During Customer Validation, a sales roadmap that can be replicated is developed. The product development team builds the product incrementally and iteratively – getting it out of the door and quickly revising it in response to the feedback of early adopters.
The steps of Customer Creation and Business Building serve to create and drive end user demand and to transition an organization designed for learning and discovery into formal, functional departments geared for efficient execution. Product development needs to keep up with increased demands, and also be involved with installation and customer support.
In 1994, when Steve Powell of FastOffice created an all in one office device, he focused on selling to home offices only to find that people were not willing to pay $1400 for a ‘nice to have’ device. Eventually FastOffice discovered that their core asset was in the data communications technology so it discarded its products for the home and became a major supplier of equipment to telecommunications carriers. The Customer Discovery process would have revealed the need to switch to a different market much earlier.
"Thinking and acting as if all startups are the same is a strategic error… Market type changes everything a company does."- The Four Steps to the Epiphany, page 31
There are four different types of startups, defined by market type:
Launching a product into an existing market has the advantage of existing customers but faces greater competition. A product in a new market has no competitors, but there are no well-defined and known customers either. Growth in an existing market could be a linear upward path, while in new markets it will take a few years before steady growth kicks in, when the product becomes mainstream.
Therefore, customer education is the focus in new markets, while branding and positioning will be important in existing markets.
When PhotosToYou pioneered the idea of quality prints for digital cameras in the late 1990s, it focused on a large and expensive branding program without much impact.

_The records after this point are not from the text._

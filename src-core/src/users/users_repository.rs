use crate::db::{get_connection, WriteHandle};
use crate::errors::Result;
use crate::schema::users;
use crate::users::users_model::{NewUser, User};
use crate::users::users_traits::UserRepositoryTrait;
use async_trait::async_trait;
use chrono::Utc;
use diesel::prelude::*;
use diesel::r2d2::{self, Pool};
use diesel::SqliteConnection;
use std::sync::Arc;
use uuid::Uuid;

pub struct UserRepository {
    pool: Arc<Pool<r2d2::ConnectionManager<SqliteConnection>>>,
    writer: WriteHandle,
}

impl UserRepository {
    pub fn new(
        pool: Arc<Pool<r2d2::ConnectionManager<SqliteConnection>>>,
        writer: WriteHandle,
    ) -> Self {
        UserRepository { pool, writer }
    }
}

#[async_trait]
impl UserRepositoryTrait for UserRepository {
    fn find_by_id(&self, user_id: &str) -> Result<User> {
        let mut conn = get_connection(&self.pool)?;
        Ok(users::table.find(user_id).first::<User>(&mut conn)?)
    }

    fn find_by_email(&self, email: &str) -> Result<Option<User>> {
        let mut conn = get_connection(&self.pool)?;
        Ok(users::table
            .filter(users::email.eq(email))
            .first::<User>(&mut conn)
            .optional()?)
    }

    async fn create(&self, new_user: NewUser) -> Result<User> {
        self.writer
            .exec(move |conn: &mut SqliteConnection| -> Result<User> {
                let now = Utc::now().to_rfc3339();
                let new_user = NewUser {
                    id: Some(new_user.id.unwrap_or_else(|| Uuid::new_v4().to_string())),
                    created_at: Some(now.clone()),
                    updated_at: Some(now),
                    ..new_user
                };

                diesel::insert_into(users::table)
                    .values(&new_user)
                    .execute(conn)?;

                Ok(users::table
                    .find(new_user.id.as_deref().unwrap_or_default())
                    .first::<User>(conn)?)
            })
            .await
    }
}
use chrono::NaiveDate;
use diesel::prelude::*;
use rust_decimal::Decimal;
use serde::{Deserialize, Serialize};

use crate::errors::{Result, ValidationError};

/// Lifecycle of a budgeting period. Transitions only move forward.
#[derive(Debug, Clone, Copy, PartialEq, Eq)]
pub enum PeriodStatus {
    Draft,
    Active,
    Closed,
}

impl PeriodStatus {
    pub fn as_str(&self) -> &'static str {
        match self {
            PeriodStatus::Draft => "DRAFT",
            PeriodStatus::Active => "ACTIVE",
            PeriodStatus::Closed => "CLOSED",
        }
    }

    pub fn label(&self) -> &'static str {
        match self {
            PeriodStatus::Draft => "Draft",
            PeriodStatus::Active => "Active",
            PeriodStatus::Closed => "Closed",
        }
    }

    pub fn parse(value: &str) -> Option<Self> {
        match value {
            "DRAFT" => Some(PeriodStatus::Draft),
            "ACTIVE" => Some(PeriodStatus::Active),
            "CLOSED" => Some(PeriodStatus::Closed),
            _ => None,
        }
    }

    pub fn all() -> [PeriodStatus; 3] {
        [
            PeriodStatus::Draft,
            PeriodStatus::Active,
            PeriodStatus::Closed,
        ]
    }
}

#[derive(
    Queryable, Identifiable, AsChangeset, Selectable, PartialEq, Serialize, Deserialize, Debug, Clone,
)]
#[diesel(table_name = crate::schema::periods)]
#[diesel(check_for_backend(diesel::sqlite::Sqlite))]
#[serde(rename_all = "camelCase")]
pub struct Period {
    pub id: String,
    pub budget_id: String,
    pub name: String,
    pub status: String,
    pub date_start: NaiveDate,
    pub date_end: NaiveDate,
    pub created_at: String,
    pub updated_at: String,
}

impl Period {
    pub fn status_enum(&self) -> PeriodStatus {
        PeriodStatus::parse(&self.status).unwrap_or(PeriodStatus::Draft)
    }
}

#[derive(Insertable, Serialize, Deserialize, Debug, Clone)]
#[diesel(table_name = crate::schema::periods)]
#[serde(rename_all = "camelCase")]
pub struct NewPeriod {
    pub id: Option<String>,
    pub budget_id: Option<String>,
    pub name: String,
    pub status: Option<String>,
    pub date_start: NaiveDate,
    pub date_end: NaiveDate,
    pub created_at: Option<String>,
    pub updated_at: Option<String>,
}

/// Partial update; absent fields are left untouched.
#[derive(Serialize, Deserialize, Debug, Clone, Default)]
#[serde(rename_all = "camelCase")]
pub struct PeriodUpdate {
    pub name: Option<String>,
    pub status: Option<String>,
    pub date_start: Option<NaiveDate>,
    pub date_end: Option<NaiveDate>,
}

impl PeriodUpdate {
    pub fn is_empty(&self) -> bool {
        self.name.is_none()
            && self.status.is_none()
            && self.date_start.is_none()
            && self.date_end.is_none()
    }
}

/// Period enriched with the sums of its transfers, used by list responses.
#[derive(Serialize, Debug, Clone)]
#[serde(rename_all = "camelCase")]
pub struct PeriodWithSums {
    #[serde(flatten)]
    pub period: Period,
    pub incomes_sum: Decimal,
    pub expenses_sum: Decimal,
}

#[derive(Serialize, Debug, Clone)]
pub struct StatusChoice {
    pub value: String,
    pub label: String,
}

pub fn status_choices() -> Vec<StatusChoice> {
    PeriodStatus::all()
        .iter()
        .map(|s| StatusChoice {
            value: s.as_str().to_string(),
            label: s.label().to_string(),
        })
        .collect()
}

/// Closed-interval overlap test between two date ranges.
pub fn dates_overlap(
    a_start: NaiveDate,
    a_end: NaiveDate,
    b_start: NaiveDate,
    b_end: NaiveDate,
) -> bool {
    a_start <= b_end && b_start <= a_end
}

fn invalid(message: &str) -> crate::errors::Error {
    crate::errors::Error::Validation(ValidationError::InvalidInput(message.to_string()))
}

/// Validates a candidate period against its budget's existing periods.
/// Runs inside the writer transaction so the sibling snapshot cannot go stale.
pub fn validate_new_period(new_period: &NewPeriod, siblings: &[Period]) -> Result<()> {
    if let Some(status) = new_period.status.as_deref() {
        if status != PeriodStatus::Draft.as_str() {
            return Err(invalid("New period has to be created with draft status."));
        }
    }

    if new_period.date_start >= new_period.date_end {
        return Err(invalid("Start date should be earlier than end date."));
    }

    if siblings.iter().any(|p| p.name == new_period.name) {
        return Err(ValidationError::field(
            "name",
            &format!(
                "Period with name \"{}\" already exists in Budget.",
                new_period.name
            ),
        ));
    }

    if siblings.iter().any(|p| {
        dates_overlap(
            new_period.date_start,
            new_period.date_end,
            p.date_start,
            p.date_end,
        )
    }) {
        return Err(invalid(
            "Period date range collides with other period in Budget.",
        ));
    }

    if siblings
        .iter()
        .any(|p| p.date_start >= new_period.date_end)
    {
        return Err(invalid(
            "New period date start has to be greater than previous period date end.",
        ));
    }

    if siblings
        .iter()
        .any(|p| p.status_enum() == PeriodStatus::Draft)
    {
        return Err(invalid("Draft period already exists in Budget."));
    }

    Ok(())
}

/// Validates a status transition. Transitions only move forward;
/// a no-op transition is allowed.
pub fn validate_status_change(current: PeriodStatus, next: PeriodStatus) -> Result<()> {
    if current == next {
        return Ok(());
    }
    match (current, next) {
        (PeriodStatus::Closed, _) => Err(invalid("Closed period cannot be changed.")),
        (PeriodStatus::Draft, PeriodStatus::Closed) => Err(invalid(
            "Draft period cannot be closed. It has to be active first.",
        )),
        (PeriodStatus::Active, PeriodStatus::Draft) => Err(invalid(
            "Active period cannot be moved back to Draft status.",
        )),
        _ => Ok(()),
    }
}

/// Validates a date change on an existing period against its siblings.
pub fn validate_date_change(
    period_id: &str,
    date_start: NaiveDate,
    date_end: NaiveDate,
    siblings: &[Period],
) -> Result<()> {
    if date_start >= date_end {
        return Err(invalid("Start date should be earlier than end date."));
    }

    if siblings
        .iter()
        .filter(|p| p.id != period_id)
        .any(|p| dates_overlap(date_start, date_end, p.date_start, p.date_end))
    {
        return Err(invalid(
            "Period date range collides with other period in Budget.",
        ));
    }

    Ok(())
}

#[cfg(test)]
mod tests {
    use super::*;
    use crate::errors::Error;

    fn date(y: i32, m: u32, d: u32) -> NaiveDate {
        NaiveDate::from_ymd_opt(y, m, d).unwrap()
    }

    fn period(id: &str, status: PeriodStatus, start: NaiveDate, end: NaiveDate) -> Period {
        Period {
            id: id.to_string(),
            budget_id: "b1".to_string(),
            name: format!("period {id}"),
            status: status.as_str().to_string(),
            date_start: start,
            date_end: end,
            created_at: String::new(),
            updated_at: String::new(),
        }
    }

    fn new_period(start: NaiveDate, end: NaiveDate) -> NewPeriod {
        NewPeriod {
            id: None,
            budget_id: None,
            name: "2023-07".to_string(),
            status: None,
            date_start: start,
            date_end: end,
            created_at: None,
            updated_at: None,
        }
    }

    fn message(err: Error) -> String {
        match err {
            Error::Validation(ValidationError::InvalidInput(msg)) => msg,
            Error::Validation(ValidationError::Field { message, .. }) => message,
            other => panic!("expected validation error, got {other:?}"),
        }
    }

    #[test]
    fn overlap_is_closed_interval() {
        assert!(dates_overlap(
            date(2023, 6, 1),
            date(2023, 6, 30),
            date(2023, 6, 30),
            date(2023, 7, 31),
        ));
        assert!(!dates_overlap(
            date(2023, 6, 1),
            date(2023, 6, 30),
            date(2023, 7, 1),
            date(2023, 7, 31),
        ));
    }

    #[test]
    fn new_period_requires_draft_status() {
        let mut candidate = new_period(date(2023, 7, 1), date(2023, 7, 31));
        candidate.status = Some("ACTIVE".to_string());
        let err = validate_new_period(&candidate, &[]).unwrap_err();
        assert_eq!(message(err), "New period has to be created with draft status.");
    }

    #[test]
    fn new_period_rejects_inverted_dates() {
        let candidate = new_period(date(2023, 7, 31), date(2023, 7, 1));
        let err = validate_new_period(&candidate, &[]).unwrap_err();
        assert_eq!(message(err), "Start date should be earlier than end date.");
    }

    #[test]
    fn new_period_rejects_overlap() {
        let siblings = vec![period(
            "p1",
            PeriodStatus::Active,
            date(2023, 6, 1),
            date(2023, 7, 15),
        )];
        let candidate = new_period(date(2023, 7, 1), date(2023, 7, 31));
        let err = validate_new_period(&candidate, &siblings).unwrap_err();
        assert_eq!(
            message(err),
            "Period date range collides with other period in Budget."
        );
    }

    #[test]
    fn new_period_cannot_precede_existing_periods() {
        let siblings = vec![period(
            "p1",
            PeriodStatus::Active,
            date(2023, 8, 1),
            date(2023, 8, 31),
        )];
        let candidate = new_period(date(2023, 7, 1), date(2023, 7, 31));
        let err = validate_new_period(&candidate, &siblings).unwrap_err();
        assert_eq!(
            message(err),
            "New period date start has to be greater than previous period date end."
        );
    }

    #[test]
    fn only_one_draft_per_budget() {
        let siblings = vec![period(
            "p1",
            PeriodStatus::Draft,
            date(2023, 6, 1),
            date(2023, 6, 30),
        )];
        let candidate = new_period(date(2023, 7, 1), date(2023, 7, 31));
        let err = validate_new_period(&candidate, &siblings).unwrap_err();
        assert_eq!(message(err), "Draft period already exists in Budget.");
    }

    #[test]
    fn valid_new_period_after_existing_ones() {
        let siblings = vec![period(
            "p1",
            PeriodStatus::Active,
            date(2023, 6, 1),
            date(2023, 6, 30),
        )];
        let candidate = new_period(date(2023, 7, 1), date(2023, 7, 31));
        assert!(validate_new_period(&candidate, &siblings).is_ok());
    }

    #[test]
    fn status_moves_forward_only() {
        assert!(validate_status_change(PeriodStatus::Draft, PeriodStatus::Active).is_ok());
        assert!(validate_status_change(PeriodStatus::Active, PeriodStatus::Closed).is_ok());
        assert!(validate_status_change(PeriodStatus::Draft, PeriodStatus::Draft).is_ok());

        let err =
            validate_status_change(PeriodStatus::Closed, PeriodStatus::Active).unwrap_err();
        assert_eq!(message(err), "Closed period cannot be changed.");

        let err = validate_status_change(PeriodStatus::Draft, PeriodStatus::Closed).unwrap_err();
        assert_eq!(
            message(err),
            "Draft period cannot be closed. It has to be active first."
        );

        let err = validate_status_change(PeriodStatus::Active, PeriodStatus::Draft).unwrap_err();
        assert_eq!(
            message(err),
            "Active period cannot be moved back to Draft status."
        );
    }

    #[test]
    fn date_change_ignores_self_when_checking_overlap() {
        let siblings = vec![
            period("p1", PeriodStatus::Active, date(2023, 6, 1), date(2023, 6, 30)),
            period("p2", PeriodStatus::Draft, date(2023, 7, 1), date(2023, 7, 31)),
        ];
        assert!(
            validate_date_change("p2", date(2023, 7, 1), date(2023, 8, 15), &siblings).is_ok()
        );
        let err = validate_date_change("p2", date(2023, 6, 15), date(2023, 7, 31), &siblings)
            .unwrap_err();
        assert_eq!(
            message(err),
            "Period date range collides with other period in Budget."
        );
    }
}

PhotosToYou was entering a new market which typically takes 3 to 5 years to develop. Consumer choice was not permanent and spending money early to grab market share was not an effective strategy. Instead, it should have focused on market adoption, for example, by educating the early adopters so that they can spread the word about the new online photofinishing market.
"The goal is to take pricing away as an issue and see if the product itself gets customers excited"- The Four Steps to the Epiphany, page 69
Asking this question reveals the extent to which customers find the product valuable.
If the customer is willing to use the product if it were free, continue by asking, “Actually I cannot give it away for free. I will need to charge $1 million for it. Would you buy it?” The customer might reply, “There is no way I will pay more than $250 000 for it.” You have just discovered how much they think the product is worth to them.
In the case of Chip Stevens in 2002, his product ‘Snapshot’ was a software that helped financial officers of major corporations manage profitability. Products were given free to beta customers and it turned out that they were not willing to deploy the product even if the price were zero, because it did not solve a problem that was mission critical enough to justify the disruption.
This leads to the observation that products should be sold, and not given free, to beta customers so that a realistic, replicable sales roadmap can be developed.
The Four Steps to the Epiphany was written over ten years ago. By now, Steve Blank’s idea that startups are not smaller versions of large organisations, and they need to search for and establish their own scalable business models, have become mainstream concepts. The core ideas are being taught in universities, entrepreneurship programs and large corporations and have become the standard for commercialising scientific research in the US.